• [INSTRUCTIONS FOR THE TASK]: Which lines in the listing below contain "EmbedderConfig"? Copy each of them.

══════

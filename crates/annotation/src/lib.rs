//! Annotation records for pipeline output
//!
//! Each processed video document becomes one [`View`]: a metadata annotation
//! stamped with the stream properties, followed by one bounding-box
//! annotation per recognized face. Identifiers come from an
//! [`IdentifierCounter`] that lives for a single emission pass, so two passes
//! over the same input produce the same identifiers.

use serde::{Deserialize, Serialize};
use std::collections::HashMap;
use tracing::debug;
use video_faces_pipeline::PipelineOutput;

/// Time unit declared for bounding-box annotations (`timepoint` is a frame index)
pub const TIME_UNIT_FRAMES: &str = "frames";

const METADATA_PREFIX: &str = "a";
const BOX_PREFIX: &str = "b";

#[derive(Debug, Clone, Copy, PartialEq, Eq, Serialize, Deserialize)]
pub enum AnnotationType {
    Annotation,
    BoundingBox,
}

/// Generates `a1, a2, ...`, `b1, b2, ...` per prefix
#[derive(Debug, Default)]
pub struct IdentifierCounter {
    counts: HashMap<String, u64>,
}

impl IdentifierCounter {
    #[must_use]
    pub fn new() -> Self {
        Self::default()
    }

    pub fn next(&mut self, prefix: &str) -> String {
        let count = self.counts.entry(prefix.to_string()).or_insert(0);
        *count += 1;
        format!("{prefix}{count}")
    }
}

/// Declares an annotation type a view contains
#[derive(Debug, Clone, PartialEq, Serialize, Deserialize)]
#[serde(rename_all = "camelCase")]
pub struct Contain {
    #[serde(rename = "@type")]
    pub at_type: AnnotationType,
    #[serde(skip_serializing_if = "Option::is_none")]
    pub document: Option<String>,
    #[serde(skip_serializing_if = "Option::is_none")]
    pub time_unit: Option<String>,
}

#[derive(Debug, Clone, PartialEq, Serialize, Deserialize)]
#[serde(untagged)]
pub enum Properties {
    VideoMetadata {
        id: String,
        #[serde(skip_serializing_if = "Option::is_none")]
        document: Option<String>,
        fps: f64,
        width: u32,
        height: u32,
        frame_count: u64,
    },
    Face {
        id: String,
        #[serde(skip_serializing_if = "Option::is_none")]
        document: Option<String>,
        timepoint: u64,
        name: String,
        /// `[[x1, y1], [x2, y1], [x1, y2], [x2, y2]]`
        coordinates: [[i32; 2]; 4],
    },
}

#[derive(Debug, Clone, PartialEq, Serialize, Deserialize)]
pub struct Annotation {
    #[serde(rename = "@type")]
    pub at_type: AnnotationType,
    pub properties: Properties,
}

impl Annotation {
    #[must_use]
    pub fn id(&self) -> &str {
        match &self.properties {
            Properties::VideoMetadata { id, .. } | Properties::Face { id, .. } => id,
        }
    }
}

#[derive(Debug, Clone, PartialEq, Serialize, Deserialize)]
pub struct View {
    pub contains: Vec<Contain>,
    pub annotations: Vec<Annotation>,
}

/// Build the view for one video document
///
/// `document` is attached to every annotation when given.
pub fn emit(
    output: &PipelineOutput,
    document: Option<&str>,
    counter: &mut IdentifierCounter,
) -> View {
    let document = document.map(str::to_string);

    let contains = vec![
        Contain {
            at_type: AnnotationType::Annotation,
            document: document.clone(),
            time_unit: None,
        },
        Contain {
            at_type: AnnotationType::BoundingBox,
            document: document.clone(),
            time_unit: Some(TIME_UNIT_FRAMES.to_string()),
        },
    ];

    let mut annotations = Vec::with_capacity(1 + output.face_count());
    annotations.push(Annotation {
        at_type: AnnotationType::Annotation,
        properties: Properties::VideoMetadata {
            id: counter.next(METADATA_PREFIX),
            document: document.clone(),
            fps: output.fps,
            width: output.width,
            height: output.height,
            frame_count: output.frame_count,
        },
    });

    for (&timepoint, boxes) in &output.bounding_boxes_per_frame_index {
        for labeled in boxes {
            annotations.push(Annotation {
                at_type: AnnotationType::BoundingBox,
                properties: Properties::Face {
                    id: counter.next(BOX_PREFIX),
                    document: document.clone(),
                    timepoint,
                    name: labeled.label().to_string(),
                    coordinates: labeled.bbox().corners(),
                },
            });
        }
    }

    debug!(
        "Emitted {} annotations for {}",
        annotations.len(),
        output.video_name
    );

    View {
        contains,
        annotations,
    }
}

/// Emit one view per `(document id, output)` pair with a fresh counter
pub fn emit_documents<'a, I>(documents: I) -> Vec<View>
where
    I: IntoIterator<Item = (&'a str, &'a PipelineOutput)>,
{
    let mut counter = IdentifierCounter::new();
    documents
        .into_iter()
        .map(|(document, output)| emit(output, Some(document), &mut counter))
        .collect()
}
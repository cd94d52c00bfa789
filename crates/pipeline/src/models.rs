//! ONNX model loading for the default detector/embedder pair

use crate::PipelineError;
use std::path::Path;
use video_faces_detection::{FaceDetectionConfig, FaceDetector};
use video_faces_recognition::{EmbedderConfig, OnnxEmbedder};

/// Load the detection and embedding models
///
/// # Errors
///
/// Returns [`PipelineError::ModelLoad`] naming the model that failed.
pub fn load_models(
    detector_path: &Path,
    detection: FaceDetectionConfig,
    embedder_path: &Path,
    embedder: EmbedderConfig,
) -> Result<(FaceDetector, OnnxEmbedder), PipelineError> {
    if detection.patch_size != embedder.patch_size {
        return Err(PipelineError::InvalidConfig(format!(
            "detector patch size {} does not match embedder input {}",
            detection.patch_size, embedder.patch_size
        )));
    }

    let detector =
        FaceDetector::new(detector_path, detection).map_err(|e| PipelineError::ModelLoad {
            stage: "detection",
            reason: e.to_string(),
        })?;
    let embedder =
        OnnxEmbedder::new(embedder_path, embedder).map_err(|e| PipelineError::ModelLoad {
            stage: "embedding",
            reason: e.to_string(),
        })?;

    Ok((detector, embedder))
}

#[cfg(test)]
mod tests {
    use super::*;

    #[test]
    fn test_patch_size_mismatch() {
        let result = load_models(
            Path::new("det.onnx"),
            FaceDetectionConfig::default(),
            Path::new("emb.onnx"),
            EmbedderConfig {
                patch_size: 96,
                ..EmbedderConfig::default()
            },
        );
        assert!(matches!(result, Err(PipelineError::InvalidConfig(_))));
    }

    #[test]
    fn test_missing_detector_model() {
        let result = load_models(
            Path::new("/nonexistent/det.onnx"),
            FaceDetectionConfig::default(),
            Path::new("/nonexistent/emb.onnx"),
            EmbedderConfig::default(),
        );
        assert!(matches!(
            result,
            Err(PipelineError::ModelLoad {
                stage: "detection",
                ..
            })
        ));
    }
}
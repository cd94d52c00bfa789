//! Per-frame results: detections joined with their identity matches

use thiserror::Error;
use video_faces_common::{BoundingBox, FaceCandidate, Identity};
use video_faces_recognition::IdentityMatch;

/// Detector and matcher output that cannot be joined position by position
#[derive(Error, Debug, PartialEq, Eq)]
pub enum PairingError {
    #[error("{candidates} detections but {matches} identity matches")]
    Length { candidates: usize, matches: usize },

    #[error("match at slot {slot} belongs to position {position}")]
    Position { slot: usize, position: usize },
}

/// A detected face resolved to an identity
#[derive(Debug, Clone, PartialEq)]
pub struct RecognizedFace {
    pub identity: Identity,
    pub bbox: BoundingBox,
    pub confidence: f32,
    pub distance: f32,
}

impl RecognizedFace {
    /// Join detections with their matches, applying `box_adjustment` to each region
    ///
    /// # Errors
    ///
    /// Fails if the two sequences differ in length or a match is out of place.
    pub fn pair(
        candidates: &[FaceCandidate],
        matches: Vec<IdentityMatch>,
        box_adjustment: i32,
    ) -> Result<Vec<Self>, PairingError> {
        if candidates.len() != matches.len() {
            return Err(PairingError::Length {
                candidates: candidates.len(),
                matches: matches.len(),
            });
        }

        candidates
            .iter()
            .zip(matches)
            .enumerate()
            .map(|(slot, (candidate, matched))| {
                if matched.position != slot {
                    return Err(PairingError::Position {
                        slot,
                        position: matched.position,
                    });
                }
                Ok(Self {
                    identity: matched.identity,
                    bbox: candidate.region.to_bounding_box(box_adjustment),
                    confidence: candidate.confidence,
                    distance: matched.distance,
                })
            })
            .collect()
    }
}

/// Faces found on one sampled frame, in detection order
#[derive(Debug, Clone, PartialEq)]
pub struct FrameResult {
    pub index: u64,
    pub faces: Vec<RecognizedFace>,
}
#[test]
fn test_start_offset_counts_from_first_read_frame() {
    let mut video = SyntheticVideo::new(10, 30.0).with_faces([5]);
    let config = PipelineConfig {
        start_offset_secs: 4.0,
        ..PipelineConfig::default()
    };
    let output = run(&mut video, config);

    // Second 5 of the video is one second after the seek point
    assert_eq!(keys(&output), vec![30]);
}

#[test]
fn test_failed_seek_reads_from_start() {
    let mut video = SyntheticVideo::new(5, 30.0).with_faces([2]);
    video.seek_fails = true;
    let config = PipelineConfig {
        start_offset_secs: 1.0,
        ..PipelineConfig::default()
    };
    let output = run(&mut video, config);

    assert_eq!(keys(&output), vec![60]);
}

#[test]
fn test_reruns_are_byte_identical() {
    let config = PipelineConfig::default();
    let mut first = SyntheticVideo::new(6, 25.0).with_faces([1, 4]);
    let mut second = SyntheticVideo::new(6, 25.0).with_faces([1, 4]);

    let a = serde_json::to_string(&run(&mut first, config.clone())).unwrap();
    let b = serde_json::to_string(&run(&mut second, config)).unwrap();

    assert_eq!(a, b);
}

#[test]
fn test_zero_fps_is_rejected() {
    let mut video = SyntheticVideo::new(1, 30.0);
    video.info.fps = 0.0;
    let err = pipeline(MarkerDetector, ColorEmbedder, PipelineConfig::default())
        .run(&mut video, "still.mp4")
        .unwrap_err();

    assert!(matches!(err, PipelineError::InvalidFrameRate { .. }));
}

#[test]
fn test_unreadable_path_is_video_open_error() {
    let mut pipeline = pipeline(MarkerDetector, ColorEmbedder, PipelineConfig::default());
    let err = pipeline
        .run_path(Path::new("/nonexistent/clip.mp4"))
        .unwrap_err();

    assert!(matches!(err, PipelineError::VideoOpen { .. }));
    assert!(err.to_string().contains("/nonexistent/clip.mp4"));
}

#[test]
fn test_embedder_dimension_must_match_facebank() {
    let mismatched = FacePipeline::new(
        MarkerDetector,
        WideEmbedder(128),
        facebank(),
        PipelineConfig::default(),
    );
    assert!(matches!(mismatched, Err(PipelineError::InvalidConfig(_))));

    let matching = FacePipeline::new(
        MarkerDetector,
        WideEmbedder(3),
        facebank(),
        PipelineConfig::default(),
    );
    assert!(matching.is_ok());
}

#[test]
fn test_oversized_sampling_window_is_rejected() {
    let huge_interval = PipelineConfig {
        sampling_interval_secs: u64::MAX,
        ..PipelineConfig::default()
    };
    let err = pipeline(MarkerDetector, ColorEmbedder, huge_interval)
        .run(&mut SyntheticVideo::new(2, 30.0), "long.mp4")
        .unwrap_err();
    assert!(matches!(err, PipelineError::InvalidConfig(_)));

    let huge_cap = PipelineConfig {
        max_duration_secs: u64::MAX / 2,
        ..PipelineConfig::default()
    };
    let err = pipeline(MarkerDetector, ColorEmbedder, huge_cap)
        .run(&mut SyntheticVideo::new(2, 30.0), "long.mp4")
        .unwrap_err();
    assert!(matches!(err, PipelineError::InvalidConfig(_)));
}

══════

• [TASK RESULT]:
use video_faces_recognition::{EmbedderConfig, OnnxEmbedder};
    embedder: EmbedderConfig,
            EmbedderConfig {
                ..EmbedderConfig::default()
            EmbedderConfig::default(),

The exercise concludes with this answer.